U.S. Particle Accelerator School

Accelerator Vacuum Physics and Technology course

Sponsoring University:

University of Chicago

Course:

Accelerator Vacuum Physics and Technology

Instructors:

Gerald Jackson, Fermilab and William Turner, Lawrence Berkeley National Lab


The basic physics and engineering principles of accelerator vacuum system design and operation are introduced in both a classroom and laboratory format. By the end of the class students will have familiarity with the derivation of beam tube gas density requirements, the estimation of the beam tube conductances and pumping speeds necessary to achieve a desired gas density and the hands on operation of vacuum equipment. Where at all possible, emphasis will be placed deriving results from first principles so the student gains the confidence and ability to analyze the new situations that frequently occur in the accelerator environment.

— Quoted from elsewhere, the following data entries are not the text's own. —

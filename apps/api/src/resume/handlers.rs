//! Axum route handler for résumé uploads.

use std::ffi::OsString;
use std::path::{Path, PathBuf};

use axum::{
    extract::{Multipart, State},
    Json,
};
use bytes::Bytes;
use serde::Serialize;
use tracing::{info, warn};

use crate::errors::AppError;
use crate::jobs::fetch_jobs;
use crate::jobs::listing::JobListing;
use crate::resume::extractor::extract_text;
use crate::resume::parser::{parse_resume, ResumeRecord};
use crate::state::AppState;

/// Name of the multipart field carrying the résumé.
const FILE_FIELD: &str = "file";

#[derive(Debug, Serialize)]
pub struct UploadResponse {
    pub filename: String,
    pub resume_data: ResumeRecord,
    pub job_data: Vec<JobListing>,
}

/// POST /upload-resume/
///
/// Stores the uploaded file, extracts and parses it, and returns the parsed
/// résumé with the job listings matching its skills.
pub async fn handle_upload_resume(
    State(state): State<AppState>,
    mut multipart: Multipart,
) -> Result<Json<UploadResponse>, AppError> {
    let (filename, content) = read_file_field(&mut multipart).await?;

    let path = store_upload(&state.config.storage_dir, &filename, &content).await?;
    info!("File {filename} uploaded successfully.");

    let extraction = extract_text(&path).await;
    if let Some(reason) = extraction.reason() {
        warn!("Parsing {filename} with empty text: {reason}");
    }
    let resume_data = parse_resume(extraction.value());

    let jobs = fetch_jobs(state.job_feed.as_ref(), &resume_data.skills).await;
    if jobs.is_fallback() {
        warn!(
            "Returning error placeholder for {filename}: {}",
            jobs.reason().unwrap_or("unknown")
        );
    }

    Ok(Json(UploadResponse {
        filename,
        resume_data,
        job_data: jobs.into_value(),
    }))
}

async fn read_file_field(multipart: &mut Multipart) -> Result<(String, Bytes), AppError> {
    while let Some(field) = multipart
        .next_field()
        .await
        .map_err(|e| AppError::Validation(format!("Invalid multipart body: {e}")))?
    {
        if field.name() != Some(FILE_FIELD) {
            continue;
        }

        let filename = field
            .file_name()
            .map(str::to_string)
            .ok_or_else(|| AppError::Validation("File part has no filename".to_string()))?;
        let content = field
            .bytes()
            .await
            .map_err(|e| AppError::Validation(format!("Failed to read uploaded file: {e}")))?;

        return Ok((filename, content));
    }

    Err(AppError::Validation(format!(
        "Missing multipart field '{FILE_FIELD}'"
    )))
}

/// Writes `content` to `<dir>/<filename>`, creating `dir` if needed and
/// overwriting any existing file. The filename is used verbatim.
async fn store_upload(dir: &Path, filename: &str, content: &[u8]) -> Result<PathBuf, AppError> {
    tokio::fs::create_dir_all(dir).await?;
    let path = upload_path(dir, filename);
    tokio::fs::write(&path, content).await?;
    Ok(path)
}

// Plain concatenation: an absolute filename stays under `dir` instead of
// replacing it the way `Path::join` would.
fn upload_path(dir: &Path, filename: &str) -> PathBuf {
    let mut path = OsString::from(dir.as_os_str());
    path.push("/");
    path.push(filename);
    PathBuf::from(path)
}
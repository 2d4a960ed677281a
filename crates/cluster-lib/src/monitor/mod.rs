//! Cluster monitoring and smoothed metrics
//!
//! Samples the whole cluster in one census, derives utilization and a
//! latency estimate, and smooths the latency estimate and failed-container
//! count with independent EMAs.

mod ema;

pub use ema::Ema;

use crate::cluster::Cluster;
use crate::error::{ClusterError, ClusterResult};
use crate::observability::ClusterMetrics;
use serde::{Deserialize, Serialize};
use std::sync::{Arc, Mutex, PoisonError};
use std::time::Duration;
use tokio::time::interval;
use tokio_util::sync::CancellationToken;
use tracing::{debug, info};

/// Linear latency model: `base_ms + utilization_percent * slope_ms`
#[derive(Debug, Clone, Copy, PartialEq, Serialize, Deserialize)]
pub struct LatencyModel {
    pub base_ms: f64,
    pub slope_ms: f64,
}

impl Default for LatencyModel {
    fn default() -> Self {
        Self {
            base_ms: 100.0,
            slope_ms: 1.5,
        }
    }
}

impl LatencyModel {
    pub fn estimate(&self, utilization_percent: f64) -> f64 {
        self.base_ms + utilization_percent * self.slope_ms
    }
}

/// Configuration for the monitor
#[derive(Debug, Clone)]
pub struct MonitorConfig {
    /// Smoothing factor for the latency estimate
    pub latency_alpha: f64,
    /// Smoothing factor for the failed-container count
    pub failure_alpha: f64,
    pub latency_model: LatencyModel,
    /// Period of the background sampler
    pub sample_interval: Duration,
}

impl Default for MonitorConfig {
    fn default() -> Self {
        Self {
            latency_alpha: 0.4,
            failure_alpha: 0.3,
            latency_model: LatencyModel::default(),
            sample_interval: Duration::from_secs(1),
        }
    }
}

/// One monitor sample
#[derive(Debug, Clone, PartialEq, Serialize, Deserialize)]
pub struct MetricsSample {
    /// `used / capacity * 100`, 0 when capacity is 0
    pub utilization_percent: f64,
    /// Smoothed latency estimate
    pub latency_estimate_ms: f64,
    /// Raw failed-container count at sample time
    pub failed_containers: usize,
    /// Smoothed failed-container count
    pub failure_rate: f64,
    pub running_containers: usize,
    pub used_slots: usize,
    pub capacity: usize,
}

/// Samples the cluster and maintains smoothed metrics
pub struct Monitor {
    cluster: Arc<Cluster>,
    latency: Ema,
    failures: Ema,
    config: MonitorConfig,
    last: Mutex<Option<MetricsSample>>,
    metrics: ClusterMetrics,
}

impl Monitor {
    pub fn new(cluster: Arc<Cluster>, config: MonitorConfig) -> ClusterResult<Self> {
        if config.sample_interval.is_zero() {
            return Err(ClusterError::InvalidConfig(
                "sample_interval must be non-zero".to_string(),
            ));
        }
        Ok(Self {
            cluster,
            latency: Ema::new(config.latency_alpha)?,
            failures: Ema::new(config.failure_alpha)?,
            config,
            last: Mutex::new(None),
            metrics: ClusterMetrics::new(),
        })
    }

    pub fn config(&self) -> &MonitorConfig {
        &self.config
    }

    /// Take one sample and fold it into the smoothed metrics
    pub fn collect(&self) -> MetricsSample {
        let census = self.cluster.census();

        let utilization_percent = if census.capacity == 0 {
            0.0
        } else {
            census.used_slots as f64 / census.capacity as f64 * 100.0
        };
        let estimate = self.config.latency_model.estimate(utilization_percent);

        let sample = MetricsSample {
            utilization_percent,
            latency_estimate_ms: self.latency.update(estimate),
            failed_containers: census.failed,
            failure_rate: self.failures.update(census.failed as f64),
            running_containers: census.running,
            used_slots: census.used_slots,
            capacity: census.capacity,
        };

        self.metrics.record_sample(
            sample.utilization_percent,
            sample.latency_estimate_ms,
            sample.failed_containers,
            sample.running_containers,
        );
        *self.last.lock().unwrap_or_else(PoisonError::into_inner) = Some(sample.clone());
        sample
    }

    /// Most recent sample, if any
    pub fn latest(&self) -> Option<MetricsSample> {
        self.last
            .lock()
            .unwrap_or_else(PoisonError::into_inner)
            .clone()
    }

    /// Run the periodic sampler until cancelled
    pub async fn run(self: Arc<Self>, shutdown: CancellationToken) {
        info!(
            interval_ms = self.config.sample_interval.as_millis() as u64,
            "Starting monitor sampler"
        );

        let mut ticker = interval(self.config.sample_interval);
        let mut sample_count = 0u64;

        loop {
            tokio::select! {
                _ = ticker.tick() => {
                    let sample = self.collect();
                    sample_count += 1;

                    if sample_count % 10 == 0 {
                        debug!(
                            utilization = sample.utilization_percent,
                            latency_ms = sample.latency_estimate_ms,
                            failed = sample.failed_containers,
                            failure_rate = sample.failure_rate,
                            "Monitor sample"
                        );
                    }
                }
                _ = shutdown.cancelled() => {
                    info!("Shutting down monitor sampler");
                    break;
                }
            }
        }
    }
}
impl RetryPolicy {
    pub fn unlimited() -> Self {
        Self::default()
    }

    /// At most `attempts` deploys with exponential backoff
    pub fn limited(attempts: u32, initial_backoff: Duration) -> Self {
        Self {
            max_attempts: Some(attempts),
            initial_backoff,
            multiplier: 2.0,
            ..Self::default()
        }
    }

    pub fn validate(&self) -> ClusterResult<()> {
        if self.max_attempts == Some(0) {
            return Err(ClusterError::InvalidConfig(
                "max_attempts must be at least 1".to_string(),
            ));
        }
        if !(self.multiplier >= 1.0) {
            return Err(ClusterError::InvalidConfig(format!(
                "backoff multiplier must be >= 1, got {}",
                self.multiplier
            )));
        }
        if self.max_attempts.is_none() && self.initial_backoff.is_zero() {
            return Err(ClusterError::InvalidConfig(
                "unlimited retries need a non-zero backoff".to_string(),
            ));
        }
        Ok(())
    }

    /// Whether another attempt may follow attempt number `attempt` (1-based)
    pub fn allows_retry(&self, attempt: u32) -> bool {
        self.max_attempts.map_or(true, |max| attempt < max)
    }

    /// Delay after attempt number `attempt` (1-based)
    pub fn backoff_for(&self, attempt: u32) -> Duration {
        let exponent = attempt.saturating_sub(1).min(32) as i32;
        let secs = self.initial_backoff.as_secs_f64() * self.multiplier.powi(exponent);
        if secs >= self.max_backoff.as_secs_f64() {
            self.max_backoff
        } else {
            Duration::from_secs_f64(secs)
        }
    }
}

/// Configuration for the orchestrator's periodic work
#[derive(Debug, Clone)]
pub struct OrchestratorConfig {
    /// Period of the failure-detection scan
    pub detection_interval: Duration,
    /// Simulated delay between detection and redeploy
    pub repair_latency: Duration,
    /// Period of the control action
    pub control_interval: Duration,
    pub retry: RetryPolicy,
    pub fault_injection: FaultInjectionConfig,
}

impl Default for OrchestratorConfig {
    fn default() -> Self {
        Self {
            detection_interval: Duration::from_secs(2),
            repair_latency: Duration::from_millis(500),
            control_interval: Duration::from_secs(1),
            retry: RetryPolicy::default(),
            fault_injection: FaultInjectionConfig::default(),
        }
    }
}

impl OrchestratorConfig {
    pub fn validate(&self) -> ClusterResult<()> {
        if self.detection_interval.is_zero() || self.control_interval.is_zero() {
            return Err(ClusterError::InvalidConfig(
                "detection and control intervals must be non-zero".to_string(),
            ));
        }
        self.retry.validate()?;
        self.fault_injection.validate()
    }
}

/// Self-healing control plane over a cluster
pub struct Orchestrator {
    cluster: Arc<Cluster>,
    monitor: Arc<Monitor>,
    config: OrchestratorConfig,
    policy: Box<dyn ControlPolicy>,
    stats: Mutex<RepairStats>,
    in_flight: DashMap<ContainerId, RepairTicket>,
    failures_by_service: DashMap<String, u64>,
    standbys: AtomicUsize,
    started: AtomicBool,
    last_action: Mutex<&'static str>,
    health: HealthRegistry,
    metrics: ClusterMetrics,
    logger: StructuredLogger,
}

impl Orchestrator {
    pub fn builder() -> OrchestratorBuilder {
        OrchestratorBuilder::new()
    }

    pub fn cluster(&self) -> &Arc<Cluster> {
        &self.cluster
    }

    pub fn monitor(&self) -> &Arc<Monitor> {
        &self.monitor
    }

    pub fn health(&self) -> &HealthRegistry {
        &self.health
    }

    pub fn config(&self) -> &OrchestratorConfig {
        &self.config
    }

    fn stats_guard(&self) -> MutexGuard<'_, RepairStats> {
        self.stats.lock().unwrap_or_else(PoisonError::into_inner)
    }

    /// Deploy a container through the cluster's placement policy
    pub fn deploy(&self, service: &str) -> ClusterResult<ContainerView> {
        self.cluster.deploy(service)
    }

    /// Scan for failed containers, evict them and start their repairs
    ///
    /// Returns the number of repairs started.
    pub fn detect_once(self: &Arc<Self>) -> usize {
        if self.cluster.is_shutting_down() {
            return 0;
        }

        let mut started = 0;
        for failed in self.cluster.failed_containers() {
            let evicted = match self.cluster.evict(failed.node_id, failed.id) {
                Ok(view) => view,
                Err(e) => {
                    // Evicted concurrently; that path owns the repair
                    debug!(container_id = failed.id, error = %e, "Skipping failed container");
                    continue;
                }
            };

            self.logger
                .log_failure_detected(evicted.id, evicted.node_id, &evicted.service);
            let ticket = RepairTicket {
                failed_id: evicted.id,
                node_id: evicted.node_id,
                service: evicted.service,
                detected_at: Instant::now(),
            };
            self.in_flight.insert(ticket.failed_id, ticket.clone());

            let this = Arc::clone(self);
            self.cluster
                .tasks()
                .spawn(async move { this.repair(ticket).await });
            started += 1;
        }

        if started > 0 {
            self.metrics.set_repairs_in_flight(self.in_flight.len());
        }
        started
    }

    /// Run one control action against the latest monitor sample
    ///
    /// Returns `None` without acting when the monitor has not sampled yet.
    pub async fn control_once(&self) -> Option<Remediation> {
        let Some(sample) = self.monitor.latest() else {
            debug!("No monitor sample yet, skipping control action");
            return None;
        };
        let decision = self.policy.evaluate(&sample, &self.control_context());
        self.apply(&decision, &sample).await;
        Some(decision)
    }

    fn control_context(&self) -> ControlContext {
        let mut failures_by_service: Vec<(String, u64)> = self
            .failures_by_service
            .iter()
            .map(|e| (e.key().clone(), *e.value()))
            .collect();
        failures_by_service.sort_by(|a, b| b.1.cmp(&a.1).then_with(|| a.0.cmp(&b.0)));
        ControlContext {
            failures_by_service,
            standbys: self.standbys.load(Ordering::SeqCst),
        }
    }

    async fn apply(&self, decision: &Remediation, sample: &MetricsSample) {
        let action = decision.action();
        self.metrics.inc_remediation(action);

        let changed = {
            let mut last = self
                .last_action
                .lock()
                .unwrap_or_else(PoisonError::into_inner);
            let changed = *last != action;
            *last = action;
            changed
        };

        match decision {
            Remediation::Steady => {
                if changed {
                    info!(
                        utilization = sample.utilization_percent,
                        failure_rate = sample.failure_rate,
                        "Cluster back to steady state"
                    );
                }
                self.health.set_healthy(components::CONTROL).await;
                return;
            }
            Remediation::Degraded { reasons } => {
                if changed {
                    self.logger.log_remediation(action, reasons);
                }
            }
            Remediation::ProvisionStandby { service, reasons } => {
                self.logger.log_remediation(action, reasons);
                match self.cluster.deploy_replica(service) {
                    Ok(standby) => {
                        self.standbys.fetch_add(1, Ordering::SeqCst);
                        self.policy.standby_provisioned();
                        info!(
                            container_id = standby.id,
                            node_id = standby.node_id,
                            service = %service,
                            "Standby provisioned"
                        );
                    }
                    Err(e) => warn!(service = %service, error = %e, "Standby provisioning failed"),
                }
            }
        }

        self.health
            .set_degraded(components::CONTROL, decision.reasons().join("; "))
            .await;
    }

    /// Completed repairs
    pub fn failure_count(&self) -> u64 {
        self.stats_guard().failures
    }

    pub fn total_repair_time(&self) -> Duration {
        self.stats_guard().total_repair_time
    }

    /// Cumulative repair time over failure count, zero before any repair
    pub fn average_repair_time(&self) -> Duration {
        self.stats_guard().average_repair_time()
    }

    pub fn stats(&self) -> RepairStats {
        self.stats_guard().clone()
    }

    /// Failed containers evicted but not yet replaced
    pub fn repairs_in_flight(&self) -> usize {
        self.in_flight.len()
    }

    pub fn failures_for(&self, service: &str) -> u64 {
        self.failures_by_service
            .get(service)
            .map(|v| *v)
            .unwrap_or(0)
    }

    pub fn standbys(&self) -> usize {
        self.standbys.load(Ordering::SeqCst)
    }

    pub fn report(&self) -> ClusterReport {
        let stats = self.stats();
        let (used_slots, capacity) = self.cluster.snapshot();
        ClusterReport {
            failures: stats.failures,
            avg_repair: stats.average_repair_time(),
            nodes: self.cluster.node_count(),
            used_slots,
            capacity,
            repairs_in_flight: self.repairs_in_flight(),
            repairs_abandoned: stats.abandoned,
        }
    }

    /// Spawn the detection scan, control action, monitor sampler and,
    /// when enabled, the fault injector
    ///
    /// Each component is marked unhealthy once its loop exits. Fails with
    /// [`ClusterError::AlreadyStarted`] on a second call.
    pub async fn start(self: &Arc<Self>) -> ClusterResult<()> {
        let shutdown = self.cluster.shutdown_token();
        if shutdown.is_cancelled() {
            return Err(ClusterError::ShuttingDown);
        }
        let injector = if self.config.fault_injection.is_enabled() {
            Some(FaultInjector::new(
                Arc::clone(&self.cluster),
                self.config.fault_injection.clone(),
            )?)
        } else {
            None
        };
        if self.started.swap(true, Ordering::SeqCst) {
            return Err(ClusterError::AlreadyStarted);
        }

        self.health.register(components::DETECTOR).await;
        self.health.register(components::MONITOR).await;
        self.health.register(components::CONTROL).await;

        self.spawn_component(
            components::DETECTOR,
            Arc::clone(self).run_detection(shutdown.clone()),
        );
        self.spawn_component(
            components::CONTROL,
            Arc::clone(self).run_control(shutdown.clone()),
        );
        self.spawn_component(
            components::MONITOR,
            Arc::clone(&self.monitor).run(shutdown.clone()),
        );

        if let Some(injector) = injector {
            self.health.register(components::FAULT_INJECTOR).await;
            self.spawn_component(components::FAULT_INJECTOR, injector.run(shutdown));
        }

        self.health.set_ready(true).await;
        info!(
            detection_interval_ms = self.config.detection_interval.as_millis() as u64,
            control_interval_ms = self.config.control_interval.as_millis() as u64,
            policy = self.policy.name(),
            "Orchestrator started"
        );
        Ok(())
    }

    fn spawn_component<F>(&self, name: &'static str, task: F)
    where
        F: Future<Output = ()> + Send + 'static,
    {
        let health = self.health.clone();
        self.cluster.tasks().spawn(async move {
            task.await;
            health.set_unhealthy(name, "stopped").await;
        });
    }

    async fn run_detection(self: Arc<Self>, shutdown: CancellationToken) {
        let mut ticker = interval(self.config.detection_interval);
        let mut scans = 0u64;

        loop {
            tokio::select! {
                _ = ticker.tick() => {
                    let started = self.detect_once();
                    scans += 1;
                    if started > 0 {
                        debug!(scan = scans, repairs_started = started, "Detection scan");
                    }
                }
                _ = shutdown.cancelled() => {
                    info!(scans, "Shutting down failure detection");
                    break;
                }
            }
        }
    }

    async fn run_control(self: Arc<Self>, shutdown: CancellationToken) {
        let mut ticker = interval(self.config.control_interval);

        loop {
            tokio::select! {
                _ = ticker.tick() => {
                    self.control_once().await;
                }
                _ = shutdown.cancelled() => {
                    info!("Shutting down control action");
                    break;
                }
            }
        }
    }

    /// Stop all background work and container simulations, bounded by
    /// `timeout`. Returns `true` if every task finished in time.
    pub async fn shutdown(&self, timeout: Duration) -> bool {
        self.health.set_ready(false).await;
        let joined = self.cluster.shutdown(timeout).await;
        self.logger.log_shutdown("run complete", joined);
        joined
    }
}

The requirements on beam gas density due to beam gas scattering particle loss, emittance increase, vacuum stability and beam stability will be derived for lepton and hadron storage rings. Sources of gas due to thermal desorption, synchrotron radiation photon desorption and particle desorption will be described. Ion trapping, ion desorption instability, fast ionization instability and the electron cloud effect will be discussed. The gas diffusion equation will be derived for warm bore and cold bore machines and applied to a large number of accelerator situations. The basic physical principles of ion pumping, getter pumping and cryopumping will be explained. Homework problems and laboratory experiments will be assigned to give the students experience in applying the theoretical material. The laboratory part of the class will include assembly, leak checking, bake out and pump down of practical vacuum systems. Prerequisites: courses in College physics, calculus, and differential equations.